Minus 115 Grad - Training in Kältekammer

So sehr er auch versucht, Ablenkung zu finden - seine Gedanken sind in diesen Tagen fokussiert auf den großen WM-Fight. "Die USA, das ist die Hochburg des Boxens. Da haben die größten Namen gekämpft. Da kommen die größten Namen her. Das ist natürlich für mich etwas ganz Großes, dass ich dort kämpfen kann." Und dann kommt auch aus seinem Mund: "Vielleicht kann ich ja Geschichte schreiben."

Um sich nach dem Kampf den WM-Gürtel umlegen zu lassen, versucht Feigenbutz alles.
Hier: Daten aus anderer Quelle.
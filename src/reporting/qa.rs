//! Quality assurance checks over a generated schedule

use crate::core::{DepreciationMethod, LeaseSchedule};
use serde::{Deserialize, Serialize};

const CLOSE: f64 = 0.01;
const TOTAL_TOLERANCE: f64 = 1.0;

/// Outcome of a single check
#[derive(Debug, Clone, Copy, PartialEq, Eq, Serialize, Deserialize)]
pub enum CheckStatus {
    Pass,
    Fail,
    Warning,
}

#[derive(Debug, Clone, PartialEq, Serialize, Deserialize)]
pub struct QaCheck {
    pub name: String,
    pub status: CheckStatus,
    pub detail: Option<String>,
}

impl QaCheck {
    fn pass(name: &str) -> Self {
        Self { name: name.to_string(), status: CheckStatus::Pass, detail: None }
    }

    fn fail(name: &str, detail: String) -> Self {
        Self { name: name.to_string(), status: CheckStatus::Fail, detail: Some(detail) }
    }

    fn warn(name: &str, detail: &str) -> Self {
        Self {
            name: name.to_string(),
            status: CheckStatus::Warning,
            detail: Some(detail.to_string()),
        }
    }
}

#[derive(Debug, Clone, Default, PartialEq, Serialize, Deserialize)]
pub struct QaReport {
    pub checks: Vec<QaCheck>,
}

impl QaReport {
    /// Warnings never fail a report
    pub fn passed(&self) -> bool {
        self.checks.iter().all(|c| c.status != CheckStatus::Fail)
    }

    pub fn failures(&self) -> impl Iterator<Item = &QaCheck> {
        self.checks.iter().filter(|c| c.status == CheckStatus::Fail)
    }

    pub fn warnings(&self) -> impl Iterator<Item = &QaCheck> {
        self.checks.iter().filter(|c| c.status == CheckStatus::Warning)
    }
}

/// Options for [`run_qa_checks`]
#[derive(Debug, Clone, Copy, Default)]
pub struct QaOptions {
    pub residual_value: f64,
    /// Verify an even monthly charge when the asset is depreciated straight-line
    pub method: Option<DepreciationMethod>,
}

/// Run the schedule checks.
pub fn run_qa_checks(schedule: &LeaseSchedule, options: QaOptions) -> QaReport {
    let mut checks = Vec::new();

    let (Some(first), Some(last)) = (schedule.first(), schedule.last()) else {
        checks.push(QaCheck::fail("Schedule has rows", "Schedule is empty".to_string()));
        return QaReport { checks };
    };

    let name = "Liability amortizes to zero";
    if last.closing_liability.abs() < CLOSE {
        checks.push(QaCheck::pass(name));
    } else {
        checks.push(QaCheck::fail(
            name,
            format!("Closing liability is {:.2} at lease end", last.closing_liability),
        ));
    }

    let name = "ROU asset depreciates to residual value";
    if (last.rou_balance - options.residual_value).abs() < CLOSE {
        checks.push(QaCheck::pass(name));
    } else {
        checks.push(QaCheck::fail(
            name,
            format!(
                "ROU balance is {:.2} at lease end, expected {:.2}",
                last.rou_balance, options.residual_value
            ),
        ));
    }

    // Opening asset is the first balance before its own charge
    let name = "Depreciation adds up to ROU asset";
    let depreciable = first.rou_balance + first.depreciation - options.residual_value;
    let total = schedule.total_depreciation();
    if (total - depreciable).abs() <= TOTAL_TOLERANCE {
        checks.push(QaCheck::pass(name));
    } else {
        checks.push(QaCheck::fail(
            name,
            format!(
                "Total depreciation ({:.0}) differs from depreciable amount ({:.0})",
                total, depreciable
            ),
        ));
    }

    if options.method == Some(DepreciationMethod::StraightLine) && schedule.len() > 1 {
        let name = "Straight-line depreciation verified";
        let rows = &schedule.rows()[..schedule.len() - 1];
        let mean = rows.iter().map(|r| r.depreciation).sum::<f64>() / rows.len() as f64;
        if rows.iter().all(|r| (r.depreciation - mean).abs() < CLOSE) {
            checks.push(QaCheck::pass(name));
        } else {
            checks.push(QaCheck::fail(
                name,
                "Monthly depreciation is not constant".to_string(),
            ));
        }
    }

    let mut payments: Vec<f64> = schedule.rows().iter().map(|r| r.payment).collect();
    payments.sort_by(|a, b| a.total_cmp(b));
    let mut distinct = payments.clone();
    distinct.dedup_by(|a, b| (*a - *b).abs() < CLOSE);

    if distinct.len() > 1 {
        checks.push(QaCheck::warn(
            "Payments are constant",
            "Payments vary month-to-month - CPI or modification logic should be confirmed.",
        ));
    }
    if schedule.len() > 1 && distinct.len() == payments.len() {
        checks.push(QaCheck::warn(
            "Payments repeat",
            "All payments are different - did you intend CPI-linked escalation?",
        ));
    }

    QaReport { checks }
}

#[cfg(test)]
mod tests {
    use super::*;
    use crate::core::{
        calculate_lease_liability, generate_lease_schedule, generate_variable_payments,
        PaymentTiming, ScheduleRequest,
    };
    use chrono::NaiveDate;

    fn build(payments: &[f64], residual: f64) -> LeaseSchedule {
        let liability = calculate_lease_liability(payments, 0.05, PaymentTiming::End).unwrap();
        let start = NaiveDate::from_ymd_opt(2025, 1, 1).unwrap();
        let request = ScheduleRequest::new(start, payments, 0.05, payments.len() as u32, liability)
            .with_residual_value(residual);
        generate_lease_schedule(&request).unwrap().0
    }

    #[test]
    fn test_clean_schedule_passes() {
        let schedule = build(&vec![1000.0; 24], 0.0);
        let report = run_qa_checks(
            &schedule,
            QaOptions { residual_value: 0.0, method: Some(DepreciationMethod::StraightLine) },
        );
        assert!(report.passed(), "{:?}", report);
        assert_eq!(report.warnings().count(), 0);
        assert_eq!(report.checks.len(), 4);
    }

    #[test]
    fn test_residual_value_respected() {
        let mut payments = vec![1000.0; 12];
        payments[11] += 2000.0;
        let schedule = build(&payments, 2000.0);

        let report = run_qa_checks(&schedule, QaOptions { residual_value: 2000.0, method: None });
        assert!(report.passed(), "{:?}", report);

        let report = run_qa_checks(&schedule, QaOptions::default());
        assert!(!report.passed());
        assert_eq!(report.failures().count(), 2);
    }

    #[test]
    fn test_escalating_payments_warn() {
        let payments = generate_variable_payments(1000.0, 12, &[], 5.0);
        let schedule = build(&payments, 0.0);
        let report = run_qa_checks(&schedule, QaOptions::default());
        assert!(report.passed());
        assert_eq!(report.warnings().count(), 2);
    }

    #[test]
    fn test_tampered_schedule_fails() {
        let schedule = build(&vec![1000.0; 12], 0.0);
        let mut rows = schedule.into_rows();
        rows.last_mut().unwrap().closing_liability = 150.0;
        let report = run_qa_checks(&LeaseSchedule::new(rows), QaOptions::default());
        assert!(!report.passed());
        assert_eq!(report.failures().next().unwrap().name, "Liability amortizes to zero");
    }

    #[test]
    fn test_empty_schedule_fails() {
        let report = run_qa_checks(&LeaseSchedule::default(), QaOptions::default());
        assert!(!report.passed());
    }
}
Viermal pro Woche schlüpft der Boxer in außergewöhnliche Handschuhe und marschiert in die Kältekammer. Vier Minuten steht der durchtrainierte Athlet die Kälte durch - bei Minus 115 Grad. Doppelt so lange bestünde Lebensgefahr.

Und dann haut "Vince" noch einen martialischen Spruch raus. "Ich habe das Ziel, ihn zu zerstören, und das machen wir auch," lautet seine Kampfansage in Richtung Champion Caleb Plant. Eine Zerstörung muss es ja nicht gleich sein. Ein normaler Knockout würde auch reichen.